Additionally, it’s important to note that the cosine function is an even function, while the sine function is an odd function, which means \(\sin(-\theta) = -\sin(\theta)\) and \(\cos(-\theta) = \cos(\theta)\). Applying these identities and rewriting, we obtain:

\[\begin{aligned} c_k \cos(kx - \phi_k) &= c_k [\cos(kx)\cos(-\phi_k) + \sin(kx)\sin(-\phi_k)] \\ &= c_k [\cos(kx)\cos(\phi_k) - \sin(kx)\sin(\phi_k)] \\ &= c_k \cos(\phi_k) \cos(kx) - c_k \sin(\phi_k) \sin(kx) \\ &= a_k \cos(kx) + b_k \sin(kx) \end{aligned}\]

where \(a_k = c_k \cos(\phi_k)\) and \(b_k = -c_k \sin(\phi_k)\)

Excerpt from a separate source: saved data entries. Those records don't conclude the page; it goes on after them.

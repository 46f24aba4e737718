//! Numbered task menu

use crate::ui::console::Console;

/// Label of the reserved `0` entry
pub const EXIT_LABEL: &str = "Exit";

/// One selectable menu row
#[derive(Debug, Clone, PartialEq, Eq)]
pub struct MenuEntry {
    /// 1-based position
    pub number: usize,
    pub name: String,
    pub description: Option<String>,
}

/// Tasks numbered contiguously from 1; `0` always means exit
#[derive(Debug, Clone, Default, PartialEq, Eq)]
pub struct Menu {
    entries: Vec<MenuEntry>,
}

impl Menu {
    /// Build a menu from (name, description) pairs, keeping their order
    pub fn new<I, S>(items: I) -> Self
    where
        I: IntoIterator<Item = (S, Option<String>)>,
        S: Into<String>,
    {
        let entries = items
            .into_iter()
            .enumerate()
            .map(|(i, (name, description))| MenuEntry {
                number: i + 1,
                name: name.into(),
                description,
            })
            .collect();

        Menu { entries }
    }

    /// Build a menu of bare names
    pub fn from_names<I, S>(names: I) -> Self
    where
        I: IntoIterator<Item = S>,
        S: Into<String>,
    {
        Self::new(names.into_iter().map(|name| (name, None)))
    }

    pub fn entries(&self) -> &[MenuEntry] {
        &self.entries
    }

    pub fn len(&self) -> usize {
        self.entries.len()
    }

    pub fn is_empty(&self) -> bool {
        self.entries.is_empty()
    }

    /// Entry for a menu number; `0` and out-of-range numbers have none
    pub fn get(&self, number: usize) -> Option<&MenuEntry> {
        number
            .checked_sub(1)
            .and_then(|index| self.entries.get(index))
    }

    /// Render as an indented numbered list
    pub fn render_list(&self, console: &dyn Console) {
        console.plain("");
        console.warn("Select a task to run:");
        for entry in &self.entries {
            console.plain(&format!("  {}. {}", entry.number, entry.name));
            if let Some(desc) = entry.description.as_deref().and_then(|d| d.lines().next()) {
                console.debug(&format!("{}: {}", entry.name, desc.trim()));
            }
        }
        console.plain(&format!("  0. {}", EXIT_LABEL));
        console.hint("Press Ctrl+C to exit at any time");
    }

    /// Render as a table with a description column
    pub fn render_table(&self, title: &str, console: &dyn Console) {
        let name_width = self
            .entries
            .iter()
            .map(|e| e.name.chars().count())
            .chain(std::iter::once("Task".len()))
            .max()
            .unwrap_or(4);
        let number_width = self.len().to_string().len().max("No.".len());

        console.heading(title);
        console.plain(&format!(
            "{:>nw$}  {:<tw$}  {}",
            "No.",
            "Task",
            "Description",
            nw = number_width,
            tw = name_width
        ));
        for entry in &self.entries {
            let description = entry
                .description
                .as_deref()
                .and_then(|d| d.lines().next())
                .map(str::trim)
                .filter(|d| !d.is_empty())
                .unwrap_or("No description");
            console.plain(&format!(
                "{:>nw$}  {:<tw$}  {}",
                entry.number,
                entry.name,
                description,
                nw = number_width,
                tw = name_width
            ));
        }
        console.plain(&format!("{:>nw$}  {}", 0, EXIT_LABEL, nw = number_width));
    }
}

If we calculate \(a_k^2 + b_k^2\), we have:

\[\begin{aligned} a_k^2 + b_k^2 &= c_k^2 \cos^2(\phi_k) + c_k^2 \sin^2(\phi_k) \\ &= c_k^2 [\cos^2(\phi_k) + \sin^2(\phi_k)] \\ &= c_k^2 \end{aligned}\]

And for the ratio \(\frac{b_k}{a_k}\), we get:

\[\begin{aligned} \frac{b_k}{a_k} &= \frac{c_k \sin(\phi_k)}{c_k \cos(\phi_k)} \\ &= \tan(\phi_k) \\ & \implies \phi_k = \arctan\left(\frac{b_k}{a_k}\right) \end{aligned}\]

This formula is more convenient to work with since it involves one less term than the previous formula. The pairs of sine and cosine can be expressed as a single sinusoid with a phase shift, analogous to the conversion between orthogonal (Cartesian) and polar coordinates.

\[{f(x) = c_0 + \sum_{k=1}^{\infty} c_k \cos(kx - \phi_k)}\]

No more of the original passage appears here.